The #metoo movement exposed many of the humiliating, hurtful, disrespectful and damaging things women often face in the workplace when it comes to discrimination and sexual harassment.
While it occurs less often, bias and discrimination that harms male workers is a real thing, too. California lawmakers have sought to maintain gender fairness in many statutes, including things like parental leave laws. Sometimes, employers or supervisors may be less enlightened. When that happens and you are the victim of discrimination, you may have options within the legal system. Contact an experienced Oakland employment law attorney to find out what’s available to you.
As an example, there’s the case of J.V., an employee of a property management company and also a first-time expectant father. J.V. put in a request for 12 weeks of parental leave, as allowed by California law. Reportedly, J.V.’s female supervisor expressed her disapproval. The employee received such biased questions as “Why can’t your wife stay home and take care of the child?” and “Will you be doing anything … or just sitting and watching T.V. all day?”
During J.V.’s leave, the employer allegedly continued to expect him to perform certain job-related tasks and to make himself available by phone and email. At the end of the 12 weeks, J.V. returned to work.
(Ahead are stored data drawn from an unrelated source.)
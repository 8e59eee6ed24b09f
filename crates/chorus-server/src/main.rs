//! Chorus server binary.
//!
//! # Usage
//!
//! ```bash
//! # Listen on the default 127.0.0.1:1337
//! chorus-server
//!
//! # Listen on all interfaces with verbose logging
//! chorus-server --bind 0.0.0.0:1337 --log-level debug
//! ```

use chorus_core::ServerConfig;
use chorus_server::{ChorusServer, RuntimeConfig};
use clap::Parser;
use tracing_subscriber::{EnvFilter, fmt, layer::SubscriberExt, util::SubscriberInitExt};

/// Chorus broadcast server
#[derive(Parser, Debug)]
#[command(name = "chorus-server")]
#[command(about = "Relays every client's input to every other connected client")]
#[command(version)]
struct Args {
    /// Address to bind to
    #[arg(short, long, default_value = chorus_server::DEFAULT_BIND_ADDRESS)]
    bind: String,

    /// Maximum concurrent connections
    #[arg(long, default_value_t = chorus_core::DEFAULT_MAX_CONNECTIONS)]
    max_connections: usize,

    /// Upper bound for a single read; each read is relayed as one message
    #[arg(long, default_value_t = chorus_core::DEFAULT_READ_CHUNK_SIZE)]
    read_chunk_size: usize,

    /// Events fetched per poll
    #[arg(long, default_value_t = chorus_server::DEFAULT_EVENT_CAPACITY)]
    event_capacity: usize,

    /// Log level (trace, debug, info, warn, error)
    #[arg(long, default_value = "info")]
    log_level: String,
}

fn main() -> Result<(), Box<dyn std::error::Error>> {
    let args = Args::parse();
    let filter =
        EnvFilter::try_from_default_env().unwrap_or_else(|_| EnvFilter::new(&args.log_level));

    tracing_subscriber::registry().with(fmt::layer()).with(filter).init();

    tracing::info!(bind = %args.bind, "chorus server starting");

    let config = RuntimeConfig {
        bind_address: args.bind,
        event_capacity: args.event_capacity,
        server: ServerConfig {
            read_chunk_size: args.read_chunk_size,
            max_connections: args.max_connections,
        },
    };

    let mut server = match ChorusServer::bind(config) {
        Ok(server) => server,
        Err(e) => {
            tracing::error!(error = %e, "startup failed");
            return Err(e.into());
        },
    };

    tracing::info!("server listening on {}", server.local_addr()?);

    server.run()?;

    Ok(())
}
impl<R: Reactor> Server<R> {
    /// Create a server over an already bound, non-blocking listener.
    pub fn new(reactor: R, listener: R::Listener, config: ServerConfig) -> Self {
        let stop = reactor.shutdown_handle();
        let read_buf = vec![0; config.read_chunk_size.max(1)];
        Self {
            reactor,
            listener,
            registry: ConnectionRegistry::new(),
            config,
            read_buf,
            events: Vec::new(),
            carried: BTreeSet::new(),
            stop,
            listening: false,
        }
    }

    /// Register the listener for readability. Idempotent.
    pub fn start(&mut self) -> Result<(), ServerError> {
        if self.listening {
            return Ok(());
        }
        self.reactor
            .register_listener(&mut self.listener, Token::LISTENER)
            .map_err(ServerError::Reactor)?;
        self.listening = true;

        match self.listener.local_addr() {
            Ok(addr) => tracing::info!(%addr, "server listening"),
            Err(e) => tracing::info!(error = %e, "server listening"),
        }
        Ok(())
    }

    /// Run the event loop until shutdown is requested, then close every
    /// connection.
    ///
    /// # Errors
    ///
    /// - `ServerError::Reactor` if the listener cannot be registered or the
    ///   reactor fails to poll. Connections are still cleaned up.
    pub fn run(&mut self) -> Result<(), ServerError> {
        self.start()?;

        let result = loop {
            if self.stop.is_requested() {
                break Ok(());
            }
            if let Err(e) = self.turn() {
                break Err(e);
            }
        };

        self.shutdown();
        result
    }

    /// Poll the reactor once and dispatch every event, plus one more read for
    /// each connection carried over from the previous turn.
    ///
    /// The poll does not block while reads are carried over. Returns the
    /// number of events dispatched.
    pub fn turn(&mut self) -> Result<usize, ServerError> {
        let mut events = std::mem::take(&mut self.events);
        let timeout = if self.carried.is_empty() { None } else { Some(Duration::ZERO) };

        if let Err(e) = self.reactor.poll(&mut events, timeout) {
            self.events = events;
            if e.kind() == io::ErrorKind::Interrupted {
                return Ok(0);
            }
            return Err(ServerError::Reactor(e));
        }

        for id in std::mem::take(&mut self.carried) {
            let token = id.token();
            if !events.iter().any(|r| r.token == token && r.readable) {
                events.push(Readiness::readable(token));
            }
        }

        for readiness in &events {
            self.dispatch(*readiness);
        }

        let count = events.len();
        self.events = events;
        Ok(count)
    }

    /// Route one readiness event to its handler.
    ///
    /// A connection cleaned up by its read half skips the write half of the
    /// same event. Tokens of connections that are already gone are ignored.
    pub fn dispatch(&mut self, readiness: Readiness) {
        if readiness.token == Token::LISTENER {
            if readiness.readable {
                self.accept_ready();
            }
            return;
        }

        let Some(id) = ConnectionId::from_token(readiness.token) else {
            return;
        };

        if readiness.readable {
            self.read_ready(id);
        }
        if readiness.writable && self.registry.contains(id) {
            self.write_ready(id);
        }
    }

    /// Drain the accept backlog.
    ///
    /// Stops at would-block. Any other accept error is logged and ends the
    /// loop for this notification; the listener stays registered.
    pub fn accept_ready(&mut self) {
        loop {
            let (socket, peer) = match self.listener.accept() {
                Ok(accepted) => accepted,
                Err(e) if e.kind() == io::ErrorKind::WouldBlock => break,
                Err(e) if e.kind() == io::ErrorKind::Interrupted => continue,
                Err(e) => {
                    let err = ServerError::Accept(e);
                    tracing::warn!(error = %err, "accept loop stopped");
                    break;
                },
            };
            self.admit(socket, peer);
        }
    }

    /// Perform one bounded read on a connection.
    ///
    /// The read yields at most `read_chunk_size` bytes and becomes one message
    /// to every other connection. End-of-stream or a read error closes the
    /// connection. A read that fills the buffer schedules another read on the
    /// next turn.
    pub fn read_ready(&mut self, id: ConnectionId) {
        let Some(conn) = self.registry.get_mut(id) else {
            return;
        };

        match conn.read_chunk(&mut self.read_buf) {
            ReadOutcome::Data(n) => {
                if n == self.read_buf.len() {
                    self.carried.insert(id);
                }

                let data = &self.read_buf[..n];
                let text = String::from_utf8_lossy(data);
                tracing::debug!(%id, bytes = n, data = %text, "data received");

                let said = message::said(id, data);
                let woken = self.registry.broadcast(id, &said, false);
                self.enable_writes(&woken);
            },
            ReadOutcome::WouldBlock => {},
            ReadOutcome::Dead(cause) => {
                let err = conn.dead(cause);
                self.fail(err);
            },
        }
    }

    /// Flush a connection's output buffer.
    ///
    /// Disables write interest once the buffer is empty. Never enables it:
    /// an empty buffer on entry leaves the connection untouched apart from
    /// switching off a stale write interest.
    pub fn write_ready(&mut self, id: ConnectionId) {
        let Some(conn) = self.registry.get_mut(id) else {
            return;
        };

        match conn.flush() {
            FlushOutcome::Idle => {
                if conn.write_interest() {
                    self.disable_writes(id);
                }
            },
            FlushOutcome::Drained { written } => {
                tracing::trace!(%id, written, "output drained");
                self.disable_writes(id);
            },
            FlushOutcome::Partial { written, remaining } => {
                tracing::debug!(%id, written, remaining, "partial write");
            },
            FlushOutcome::WouldBlock => {
                tracing::trace!(%id, "spurious write wake");
            },
            FlushOutcome::Dead(cause) => {
                let err = conn.dead(cause);
                self.fail(err);
            },
        }
    }

    /// Tear a connection down and announce its departure.
    ///
    /// Cancels its watches, closes its socket, removes it from the registry,
    /// and queues `"<id> left"` for everyone remaining. Returns `false` when
    /// `id` was not registered, which makes repeated calls harmless.
    ///
    /// Connections that refuse write interest for a departure notice are torn
    /// down afterwards, first come first served, in ascending id order within
    /// one notice.
    pub fn cleanup(&mut self, id: ConnectionId) -> bool {
        let mut pending = VecDeque::from([id]);
        let mut cleaned = false;

        while let Some(id) = pending.pop_front() {
            let Ok(mut conn) = self.registry.remove(id) else {
                continue;
            };
            cleaned = true;
            self.carried.remove(&id);

            if let Err(e) = conn.begin_closing() {
                tracing::trace!(%id, error = %e, "already closing");
            }
            if let Err(e) = self.reactor.cancel(conn.socket_mut(), id.token()) {
                tracing::warn!(%id, error = %e, "failed to cancel watches");
            }
            if let Err(e) = conn.close() {
                tracing::debug!(%id, error = %e, "close failed");
            }
            let peer = conn.peer();
            drop(conn);

            tracing::info!(%id, ?peer, "client disconnected");

            let left = message::left(id);
            let woken = self.registry.broadcast(id, left.as_bytes(), false);
            pending.extend(self.try_enable_writes(&woken));
        }

        cleaned
    }

    /// Clean up every connection and stop watching the listener.
    pub fn shutdown(&mut self) {
        let ids: Vec<_> = self.registry.ids().collect();
        for id in ids {
            self.cleanup(id);
        }

        if self.listening {
            if let Err(e) = self.reactor.deregister_listener(&mut self.listener) {
                tracing::warn!(error = %e, "failed to deregister listener");
            }
            self.listening = false;
        }

        tracing::info!("server shut down");
    }

    /// Handle that stops [`Server::run`] from another thread.
    pub fn shutdown_handle(&self) -> ShutdownHandle {
        self.stop.clone()
    }

    /// Address the listener is bound to.
    pub fn local_addr(&self) -> io::Result<SocketAddr> {
        self.listener.local_addr()
    }

    /// Live connections.
    pub fn registry(&self) -> &ConnectionRegistry<R::Socket> {
        &self.registry
    }

    /// Number of live connections.
    pub fn connection_count(&self) -> usize {
        self.registry.len()
    }

    /// Server configuration.
    pub fn config(&self) -> &ServerConfig {
        &self.config
    }

    /// Underlying reactor.
    pub fn reactor(&self) -> &R {
        &self.reactor
    }

    /// Admit one accepted socket: watch it, register it, and queue the
    /// welcome text through the regular broadcast path.
    fn admit(&mut self, socket: R::Socket, peer: SocketAddr) {
        if self.registry.len() >= self.config.max_connections {
            tracing::warn!(%peer, max = self.config.max_connections, "connection limit reached");
            let mut socket = socket;
            if let Err(e) = socket.close() {
                tracing::debug!(%peer, error = %e, "close failed");
            }
            return;
        }

        let id = self.registry.allocate_id();
        let mut conn = Connection::new(id, socket, Some(peer));

        if let Err(e) = self.watch(&mut conn) {
            tracing::warn!(%id, %peer, error = %e, "failed to watch accepted socket");
            if let Err(e) = conn.close() {
                tracing::debug!(%id, error = %e, "close failed");
            }
            return;
        }

        let welcome = message::welcome(id, self.registry.is_empty());

        if let Err(e) = conn.activate() {
            self.fail(e);
        }
        if let Err(e) = self.registry.add(conn) {
            let err = ServerError::from(e);
            tracing::error!(%id, error = %err, "registry rejected new connection");
            return;
        }

        tracing::info!(%id, %peer, "client accepted");

        let woken = self.registry.broadcast(id, welcome.as_bytes(), true);
        self.enable_writes(&woken);
    }

    /// Register read and (disabled) write interest for a new connection.
    fn watch(&mut self, conn: &mut Connection<R::Socket>) -> io::Result<()> {
        let token = conn.id().token();

        self.reactor.register_readable(conn.socket_mut(), token)?;
        conn.set_read_interest(true);

        if let Err(e) = self.reactor.register_writable(conn.socket_mut(), token) {
            if let Err(cancel) = self.reactor.cancel(conn.socket_mut(), token) {
                tracing::debug!(id = %conn.id(), error = %cancel, "cancel after failed watch");
            }
            conn.set_read_interest(false);
            return Err(e);
        }
        Ok(())
    }

    /// Enable write interest for connections whose buffer just filled,
    /// cleaning up any the reactor refuses.
    fn enable_writes(&mut self, ids: &[ConnectionId]) {
        for id in self.try_enable_writes(ids) {
            self.cleanup(id);
        }
    }

    /// Enable write interest, returning the ids the reactor refused.
    fn try_enable_writes(&mut self, ids: &[ConnectionId]) -> Vec<ConnectionId> {
        let mut failed = Vec::new();

        for &id in ids {
            let Some(conn) = self.registry.get_mut(id) else {
                continue;
            };
            if conn.write_interest() {
                continue;
            }
            match self.reactor.enable_writable(conn.socket_mut(), id.token()) {
                Ok(()) => conn.set_write_interest(true),
                Err(e) => {
                    tracing::warn!(%id, error = %e, "failed to enable write interest");
                    failed.push(id);
                },
            }
        }

        failed
    }

    /// Disable write interest after the buffer drained.
    fn disable_writes(&mut self, id: ConnectionId) {
        let Some(conn) = self.registry.get_mut(id) else {
            return;
        };

        match self.reactor.disable_writable(conn.socket_mut(), id.token()) {
            Ok(()) => conn.set_write_interest(false),
            Err(e) => {
                tracing::warn!(%id, error = %e, "failed to disable write interest");
                self.cleanup(id);
            },
        }
    }

    /// Contain a per-connection failure. Fatal ones end in that
    /// connection's cleanup; the rest are logged.
    fn fail(&mut self, err: ConnectionError) {
        if !err.is_fatal() {
            tracing::warn!(error = %err, "connection in unexpected state");
            return;
        }

        tracing::debug!(error = %err, "connection failed");
        if let ConnectionError::SocketDead { id, .. } = err {
            self.cleanup(id);
        }
    }
}
//! Fuzz target for the broadcast server against its reference model.
//!
//! # Strategy
//!
//! - Arbitrary interleavings of connects, sends, disconnects, read resets,
//!   and broken writers
//! - Optional seeded network that splits and delays every write
//!
//! # Invariants
//!
//! - Every client's transcript matches the model byte for byte
//! - Write interest is enabled exactly when output is pending
//! - Reactor watches match the registry
//! - Every socket is closed at most once, live ones never
//! - Shutdown closes every accepted socket exactly once

#![no_main]

use arbitrary::Arbitrary;
use chorus_harness::{InvariantRegistry, ModelWorld, Operation, SimCluster};
use libfuzzer_sys::fuzz_target;

#[derive(Debug, Arbitrary)]
struct Scenario {
    chaos_seed: Option<u64>,
    ops: Vec<Operation>,
}

fuzz_target!(|scenario: Scenario| {
    let cluster = match scenario.chaos_seed {
        Some(seed) => SimCluster::with_seed(seed),
        None => SimCluster::new(),
    };
    let Ok(mut real) = cluster else {
        return;
    };
    let mut model = ModelWorld::new();
    let invariants = InvariantRegistry::standard();

    for (i, op) in scenario.ops.iter().take(64).enumerate() {
        let expected = model.apply(op);
        let actual = real.apply(op).unwrap_or_else(|e| panic!("operation {i} {op:?} failed: {e}"));
        assert_eq!(expected, actual, "result divergence at {i}: {op:?}");

        invariants.assert_all(&real.snapshot(), &format!("after operation {i}"));
        assert_eq!(
            model.observable_state(),
            real.observable_state(),
            "state divergence at {i}: {op:?}"
        );
    }

    real.shutdown();
    for (pipe, closes) in real.network().server_closes() {
        assert_eq!(closes, 1, "pipe {pipe:?} closed {closes} times");
    }
});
On that first day back, the employer fired J.V., so he sued for gender discrimination, retaliation and violation of family leave laws.
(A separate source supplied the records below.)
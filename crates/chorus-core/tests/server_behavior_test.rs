//! Server behavior over the simulated network.
//!
//! Each test drives the real [`Server`] through [`SimCluster`] and checks
//! what clients receive, how connections are torn down, and how the server
//! survives accept, read, write, and reactor failures.

use std::io::ErrorKind;

use chorus_core::{ConnectionId, ConnectionState, Server, ServerConfig, message};
use chorus_harness::{
    InvariantRegistry, SimCluster, SimListener, SimNetwork, SimReactor, WriteFault,
};

fn welcome(id: u64, alone: bool) -> String {
    message::welcome(ConnectionId::new(id), alone)
}

#[test]
fn three_client_session() {
    let mut cluster = SimCluster::new().unwrap();

    let a = cluster.connect().unwrap();
    assert_eq!(a.received_text(), welcome(1, true));

    let b = cluster.connect().unwrap();
    assert_eq!(a.received_text(), format!("{}{}", welcome(1, true), welcome(2, false)));
    assert_eq!(b.received_text(), welcome(2, false));

    let c = cluster.connect().unwrap();
    assert_eq!(c.received_text(), welcome(3, false));
    a.take_received();
    b.take_received();
    c.take_received();

    b.send(b"hello");
    cluster.run_until_idle().unwrap();
    assert_eq!(a.received_text(), "2 said: hello\n");
    assert_eq!(b.received_text(), "");
    assert_eq!(c.received_text(), "2 said: hello\n");

    a.close();
    cluster.run_until_idle().unwrap();
    assert_eq!(b.received_text(), "1 left\n");
    assert_eq!(c.received_text(), "2 said: hello\n1 left\n");
    assert!(a.is_closed_by_server());
    assert_eq!(cluster.server().connection_count(), 2);

    InvariantRegistry::standard().assert_all(&cluster.snapshot(), "after session");
}

#[test]
fn newline_is_not_a_message_boundary() {
    let mut cluster = SimCluster::new().unwrap();
    let a = cluster.connect().unwrap();
    let b = cluster.connect().unwrap();
    b.take_received();

    a.send(b"one\ntwo\n");
    cluster.run_until_idle().unwrap();

    assert_eq!(b.received(), b"1 said: one\ntwo\n\n");
}

#[test]
fn read_is_chunked_by_configured_size() {
    let config = ServerConfig { read_chunk_size: 4, ..ServerConfig::default() };
    let mut cluster = SimCluster::with_config(config).unwrap();
    let a = cluster.connect().unwrap();
    let b = cluster.connect().unwrap();
    b.take_received();

    a.send(b"abcdefghij");
    cluster.run_until_idle().unwrap();

    assert_eq!(b.received_text(), "1 said: abcd\n1 said: efgh\n1 said: ij\n");
}

#[test]
fn one_read_per_readiness() {
    let config = ServerConfig { read_chunk_size: 4, ..ServerConfig::default() };
    let mut cluster = SimCluster::with_config(config).unwrap();
    let a = cluster.connect().unwrap();
    let b = cluster.connect().unwrap();
    b.take_received();
    b.set_write_budget(Some(0));
    let id = cluster.connection_of(&b).unwrap();

    a.send(&[b'x'; 40_000]);
    assert_eq!(cluster.turn().unwrap(), 1);

    let pending = cluster.server().registry().get(id).unwrap().pending_output().to_vec();
    assert_eq!(pending, b"1 said: xxxx\n");

    cluster.turn().unwrap();
    let pending = cluster.server().registry().get(id).unwrap().pending_output().len();
    assert_eq!(pending, 2 * b"1 said: xxxx\n".len());
}

#[test]
fn busy_sender_shares_the_loop_with_writes() {
    let config = ServerConfig { read_chunk_size: 4, ..ServerConfig::default() };
    let mut cluster = SimCluster::with_config(config).unwrap();
    let a = cluster.connect().unwrap();
    let b = cluster.connect().unwrap();
    b.take_received();

    a.send(&[b'y'; 4_000]);
    cluster.turn().unwrap();
    cluster.turn().unwrap();
    assert_eq!(b.received_text(), "1 said: yyyy\n".repeat(2));

    cluster.run_until_idle().unwrap();
    assert_eq!(b.received_text(), "1 said: yyyy\n".repeat(1_000));
}

#[test]
fn write_ready_on_idle_connection_changes_nothing() {
    let mut cluster = SimCluster::new().unwrap();
    let a = cluster.connect().unwrap();
    a.take_received();
    let id = cluster.connection_of(&a).unwrap();
    let before = cluster.server().reactor().stats();

    for _ in 0..3 {
        cluster.server_mut().write_ready(id);
    }

    assert_eq!(cluster.server().reactor().stats(), before);
    assert!(!cluster.server().reactor().write_enabled(id.token()));
    let conn = cluster.server().registry().get(id).unwrap();
    assert_eq!(conn.state(), ConnectionState::Active);
    assert!(!conn.write_interest());
    assert!(a.received().is_empty());
}

#[test]
fn sole_client_messages_go_nowhere() {
    let mut cluster = SimCluster::new().unwrap();
    let a = cluster.connect().unwrap();
    a.take_received();

    a.send(b"anyone?");
    cluster.run_until_idle().unwrap();

    assert!(a.received().is_empty());
    assert!(!cluster.server().reactor().write_enabled(ConnectionId::new(1).token()));
}

#[test]
fn read_error_cleans_up_once() {
    let mut cluster = SimCluster::new().unwrap();
    let a = cluster.connect().unwrap();
    let b = cluster.connect().unwrap();
    a.take_received();

    b.fail_next_read(ErrorKind::ConnectionReset);
    cluster.run_until_idle().unwrap();

    assert_eq!(a.received_text(), "2 left\n");
    assert_eq!(b.server_closes(), 1);
    assert_eq!(cluster.connection_of(&b), None);
}

#[test]
fn write_error_cleans_up_once() {
    for fault in [WriteFault::Error(ErrorKind::BrokenPipe), WriteFault::Zero] {
        let mut cluster = SimCluster::new().unwrap();
        let a = cluster.connect().unwrap();
        let b = cluster.connect().unwrap();
        let c = cluster.connect().unwrap();
        c.take_received();

        b.break_writes(fault);
        a.send(b"ping");
        cluster.run_until_idle().unwrap();

        assert_eq!(c.received_text(), "1 said: ping\n2 left\n", "{fault:?}");
        assert_eq!(b.server_closes(), 1);
        assert_eq!(cluster.server().connection_count(), 2);
        InvariantRegistry::standard().assert_all(&cluster.snapshot(), "after write failure");
    }
}

#[test]
fn eof_after_data_forwards_data_first() {
    let mut cluster = SimCluster::new().unwrap();
    let a = cluster.connect().unwrap();
    let b = cluster.connect().unwrap();
    b.take_received();

    a.send(b"bye");
    a.close();
    cluster.run_until_idle().unwrap();

    assert_eq!(b.received_text(), "1 said: bye\n1 left\n");
    assert_eq!(a.server_closes(), 1);
}

#[test]
fn cleanup_is_idempotent() {
    let mut cluster = SimCluster::new().unwrap();
    let a = cluster.connect().unwrap();
    let b = cluster.connect().unwrap();
    b.take_received();
    let id = cluster.connection_of(&a).unwrap();

    assert!(cluster.server_mut().cleanup(id));
    assert!(!cluster.server_mut().cleanup(id));
    cluster.run_until_idle().unwrap();

    assert_eq!(a.server_closes(), 1);
    assert_eq!(b.received_text(), "1 left\n");
}

#[test]
fn accept_error_keeps_listening() {
    let net = SimNetwork::new();
    let mut cluster = SimCluster::with_network(net.clone(), ServerConfig::default()).unwrap();

    net.fail_next_accept(ErrorKind::ConnectionAborted);
    cluster.run_until_idle().unwrap();
    assert_eq!(cluster.server().connection_count(), 0);

    let a = cluster.connect().unwrap();
    assert_eq!(a.received_text(), welcome(1, true));
}

#[test]
fn accept_drains_whole_backlog() {
    let mut cluster = SimCluster::new().unwrap();
    let net = cluster.network().clone();
    let clients: Vec<_> = (0..5).map(|_| net.connect()).collect();

    cluster.turn().unwrap();

    assert_eq!(net.backlog_len(), 0);
    assert_eq!(cluster.server().connection_count(), 5);
    cluster.run_until_idle().unwrap();
    let joins: String = (2..=5).map(|i| welcome(i, false)).collect();
    assert_eq!(clients[0].received_text(), welcome(1, true) + &joins);
}

#[test]
fn connection_limit_closes_excess() {
    let config = ServerConfig { max_connections: 2, ..ServerConfig::default() };
    let mut cluster = SimCluster::with_config(config).unwrap();

    let a = cluster.connect().unwrap();
    let _b = cluster.connect().unwrap();
    let rejected = cluster.connect().unwrap();

    assert_eq!(cluster.server().connection_count(), 2);
    assert!(rejected.is_closed_by_server());
    assert!(rejected.received().is_empty());
    assert!(!a.received_text().contains("3 joined"));

    let d = cluster.connect().unwrap();
    assert!(d.is_closed_by_server());
}

#[test]
fn refused_write_interest_cleans_up() {
    let mut cluster = SimCluster::new().unwrap();
    let a = cluster.connect().unwrap();
    let b = cluster.connect().unwrap();
    let c = cluster.connect().unwrap();
    c.take_received();

    b.refuse_write_interest();
    a.send(b"x");
    cluster.run_until_idle().unwrap();

    assert_eq!(cluster.connection_of(&b), None);
    assert_eq!(b.server_closes(), 1);
    assert_eq!(c.received_text(), "1 said: x\n2 left\n");
    InvariantRegistry::standard().assert_all(&cluster.snapshot(), "after refusal");
}

#[test]
fn refused_departure_notices_clean_up_in_id_order() {
    let mut cluster = SimCluster::new().unwrap();
    let a = cluster.connect().unwrap();
    let b = cluster.connect().unwrap();
    let c = cluster.connect().unwrap();
    let d = cluster.connect().unwrap();
    c.take_received();

    b.refuse_write_interest();
    d.refuse_write_interest();
    a.close();
    cluster.run_until_idle().unwrap();

    assert_eq!(c.received_text(), "1 left\n2 left\n4 left\n");
    assert_eq!((b.server_closes(), d.server_closes()), (1, 1));
    assert_eq!(cluster.server().connection_count(), 1);
}

#[test]
fn shutdown_closes_everything() {
    let mut cluster = SimCluster::new().unwrap();
    let clients: Vec<_> = (0..3).map(|_| cluster.connect().unwrap()).collect();

    cluster.shutdown();

    for client in &clients {
        assert_eq!(client.server_closes(), 1);
    }
    assert_eq!(cluster.server().connection_count(), 0);
    assert!(!cluster.snapshot().listening);
}

#[test]
fn run_returns_after_shutdown_request() {
    let net = SimNetwork::new();
    let mut server =
        Server::new(SimReactor::new(&net), SimListener::new(&net), ServerConfig::default());
    let client = net.connect();

    server.shutdown_handle().shutdown().unwrap();
    server.run().unwrap();

    assert_eq!(server.connection_count(), 0);
    assert!(client.received().is_empty());
}

#[test]
fn ids_are_never_reused() {
    let mut cluster = SimCluster::new().unwrap();
    let a = cluster.connect().unwrap();
    let first = cluster.connection_of(&a).unwrap();
    a.close();
    cluster.run_until_idle().unwrap();

    let b = cluster.connect().unwrap();
    let second = cluster.connection_of(&b).unwrap();

    assert!(second > first);
    assert_eq!(b.received_text(), welcome(2, true));
}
One of the bigger hurdles that you’ll have to face in your discrimination lawsuit is if your employer has a non-discriminatory reason for firing you, and that reason is something more than just an obviously phony pretext. In J.V.’s case, the employer asserted that it fired the new father because he had placed a family in one of the employer’s rental properties without first obtaining an approved rental application from the family. That, the employer said, was allegedly a “serious” violation of its policies. J.V. had, in fact, placed a family in a property without an approved application.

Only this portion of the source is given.